Sancho Pança e Dom Quixote podem ser nossos exemplos. Cervantes não escreveu apenas uma paródia humorosa aos romances de cavalaria medievais. Cervantes está atualíssimo, porque escreve uma paródia à importância que damos às coisas, às pessoas e àquilo que elas nos mostram de si mesmas.

Sancho Pança é a personagem da qual Quixote depende para estar encarnado. Raramente nos lembramos disso. Dom Quixote nos encanta: o sonhador, o visionário... Mas é Sancho quem lava, passa, cozinha e se preocupa com seriedade e constância das coisas "pequenas" da vida de seu amo. Amiúde não percebe a sua real importância, e mesmo exasperando-se com a testarudez de seu senhor, permanece junto a ele, fiel e amoroso como um cão perdigueiro. Conhecemos, de Sancho, não só o seu exterior baixo, gordinho e montado num burrico, mas também e sobretudo o seu interior - a sua bondade, a sua perspicácia um tanto tosca, a sua lealdade, a sua falta de senso de humor, a sua capacidade de enxergar as coisas da forma reta e lisa que são. Acreditamos em Sancho. E acreditamos porque a pena de Cervantes, lá nos idos do século XVII, nos faz acreditar. Acreditamos porque dele sabemos as coisas importantes que precisamos saber das pessoas nas quais acreditamos.

Também o que sabemos de Quixote é o que o autor espanhol escolhe oferecer-nos - e ele escolhe conduzir-nos engenhosamente a leitura e dar-nos apenas traços vagos de seu "herói". A visão descontrolada, as alucinações, a valentia questionável: não há traços internos reais onde possamos nos agarrar, porque tudo em Quixote é egocêntrico, desmesurado, ambíguo e abstrato. Somos jogados nos moinhos de vento e, embora não acreditemos, como Quixote, que combatamos monstros, aceitamos a sua megalomania. Não acreditamos em Quixote, até porque ele não nos dá nenhum motivo para isso, mas aceitamos, e gostamos da sua companhia, sentimos uma suave condescendência e solidariedade para com a sua "mansa" loucura, sem perceber o buraco para onde nos arrastam as alucinações mentirosas de quem se acredita acima da verdade do mundo.

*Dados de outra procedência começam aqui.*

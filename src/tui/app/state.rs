//! Application state structures
//!
//! Sub-structures grouping the App's fields by concern.

use crate::api::ApiError;
use crate::crud::{DeleteOutcome, DeleteTarget};
use crate::listing::{Listing, ViewState, category_values};
use crate::models::{
    ActivityLogEntry, ProtoMapping, RequestLogEntry, Route, SavedRecord, ServerLogEntry, Service,
    TraceEntry,
};
use crate::store::{ConsoleView, RefreshReport};
use std::time::Instant;
use tokio::sync::oneshot;

/// Result delivered from a background task to the event loop
#[derive(Debug)]
pub enum ConsoleEvent {
    Refreshed(ConsoleView, RefreshReport),
    Saved(Result<SavedRecord, ApiError>),
    Deleted(DeleteTarget, DeleteOutcome),
    /// Timeline fetched for the given trace generation
    Trace(u64, Vec<TraceEntry>),
}

/// One view state per listing the console shows
#[derive(Debug, Clone)]
pub struct Listings {
    pub services: ViewState<Service>,
    pub routes: ViewState<Route>,
    pub proto_mappings: ViewState<ProtoMapping>,
    pub traffic: ViewState<RequestLogEntry>,
    pub activity: ViewState<ActivityLogEntry>,
    pub server_log: ViewState<ServerLogEntry>,
}

impl Listings {
    pub fn new(page_size: usize) -> Self {
        Self {
            services: ViewState::new(page_size),
            routes: ViewState::new(page_size),
            proto_mappings: ViewState::new(page_size),
            traffic: ViewState::new(page_size),
            activity: ViewState::new(page_size),
            // The console shows a longer window per page
            server_log: ViewState::new(page_size * 5),
        }
    }
}

/// Operations the event loop applies to whichever listing is active
pub trait ListingControl {
    fn search(&self) -> &str;
    fn set_search(&mut self, text: String);
    fn cycle_sort(&mut self);
    fn toggle_direction(&mut self);
    fn page(&self) -> usize;
    fn set_page(&mut self, page: usize);
    fn prev_page(&mut self) -> bool;
    fn next_page(&mut self, total_pages: usize) -> bool;
}

impl<T: Listing> ListingControl for ViewState<T> {
    fn search(&self) -> &str {
        ViewState::search(self)
    }

    fn set_search(&mut self, text: String) {
        ViewState::set_search(self, text);
    }

    fn cycle_sort(&mut self) {
        ViewState::cycle_sort(self);
    }

    fn toggle_direction(&mut self) {
        ViewState::toggle_direction(self);
    }

    fn page(&self) -> usize {
        ViewState::page(self)
    }

    fn set_page(&mut self, page: usize) {
        ViewState::set_page(self, page);
    }

    fn prev_page(&mut self) -> bool {
        ViewState::prev_page(self)
    }

    fn next_page(&mut self, total_pages: usize) -> bool {
        ViewState::next_page(self, total_pages)
    }
}

/// Advance the category filter of `state` to the next value present in `source`
pub fn cycle_category<T: Listing>(state: &mut ViewState<T>, source: &[T]) {
    let options = category_values(source);
    let next = state.category().cycle(&options);
    state.set_category(next);
}

/// (rows on the current page, total pages) for `state` over `source`
pub fn page_info<T: Listing>(state: &ViewState<T>, source: &[T]) -> (usize, usize) {
    let view = state.derive(source);
    (view.rows.len(), view.total_pages)
}

/// Selection and input state
#[derive(Debug, Default)]
pub struct UIState {
    /// Selected row within the current page
    pub selected_index: usize,
    /// Whether the operator is typing a search
    pub search_mode: bool,
    /// Status message to display (message, is_error)
    pub status_message: Option<(String, bool)>,
    /// When the status message was set (for auto-clearing)
    pub status_message_time: Option<Instant>,
    /// Focused field index in the resource form
    pub form_focus: usize,
}

/// A delete waiting for the operator's answer
#[derive(Debug)]
pub struct PendingDelete {
    pub target: DeleteTarget,
    pub answer: oneshot::Sender<bool>,
}
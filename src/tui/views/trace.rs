//! Trace timeline rendering

use crate::trace::{TraceViewer, format_offset};
use crate::tui::theme::Theme;
use crate::tui::views::helpers::create_themed_block;
use ratatui::{
    Frame,
    layout::Rect,
    style::{Modifier, Style},
    text::{Line, Span},
    widgets::{Paragraph, Wrap},
};

/// Render the trace overlay for the request being inspected
pub fn render_trace(f: &mut Frame, area: Rect, viewer: &TraceViewer, theme: &Theme) {
    let title = format!("Trace {}", viewer.request_id().unwrap_or("-"));
    let block = create_themed_block(title, theme);

    let lines: Vec<Line> = if viewer.is_loading() {
        vec![Line::from("Fetching trace events...")]
    } else if viewer.is_empty() {
        vec![
            Line::from("No events recorded for this request"),
            Line::from(""),
            Line::from(Span::styled("Esc to close", theme.label_style())),
        ]
    } else {
        let start = viewer.entries().iter().find_map(|e| e.created_at);
        viewer
            .entries()
            .iter()
            .map(|e| {
                let color = theme.trace_level_color(e.level);
                Line::from(vec![
                    Span::styled(
                        format!("{:<9}", format_offset(start, e.created_at)),
                        theme.label_style(),
                    ),
                    Span::styled(
                        format!("{:<6}", e.level.as_str()),
                        Style::default().fg(color).add_modifier(Modifier::BOLD),
                    ),
                    Span::styled(
                        format!("{:<12}", e.component),
                        Style::default().fg(theme.text_secondary),
                    ),
                    Span::styled(e.message.clone(), Style::default().fg(color)),
                ])
            })
            .collect()
    };

    let paragraph = Paragraph::new(lines)
        .block(block)
        .wrap(Wrap { trim: false });
    f.render_widget(paragraph, area);
}
//! gate9s library
//!
//! Core of the gate9s console: the admin API client, the resource store and
//! its pollers, the listing engine and the create/edit/delete flows. The
//! terminal front end lives behind the `tui` feature.

pub mod api;
pub mod cli;
pub mod config;
pub mod crud;
pub mod listing;
pub mod models;
pub mod poller;
pub mod services;
pub mod store;
pub mod trace;

#[cfg(feature = "tui")]
pub mod tui;

// Re-export commonly used types for convenience
pub use api::{AdminApi, ApiError, HttpAdminClient};
pub use listing::ViewState;
pub use services::ConsoleSession;
pub use store::{Collection, ConsoleView, ResourceStore};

Quixote é o império da ilusão. Nada do que diz e pensa é verdade, e pouco do que faz tem impacto real e duradouro sobre o mundo. Ainda assim, é a ele que voltamos os olhos e pensamos "ainda bem que existem sonhadores!". Porém, Quixote não é um sonhador, mas um ilusionista de si mesmo, um ser que de si pouco revela porque toda a sua parafernália delirante e entusiasmada é criação doentia de sua própria mente. Acredita ter o valor que não tem, ver o que não existe, lutar pelo que não tem validade. E nós aceitamos e meneamos a cabeça, entra século, sai século, granjeando a esse tipo de construção de pessoa (perdão, de personagem) o espaço e a importância que ela não tem. E, enquanto isso, os Sanchos permanecem sob luz secundária, elogiados de forma tímida pela sua dissolução no sonho alheio, ainda que nos incomode silenciosamente a sua dedicação canina e sua inamovível sensação de serem indispensáveis à manutenção da vida dos Quixotes. Por muito que saibam que Dulcineia não é dama e nem Rocinante maravilhoso alazão, é quase que uma condena que levem seus Quixotes a bom porto - ou seja, de volta ao lugar de onde saíram.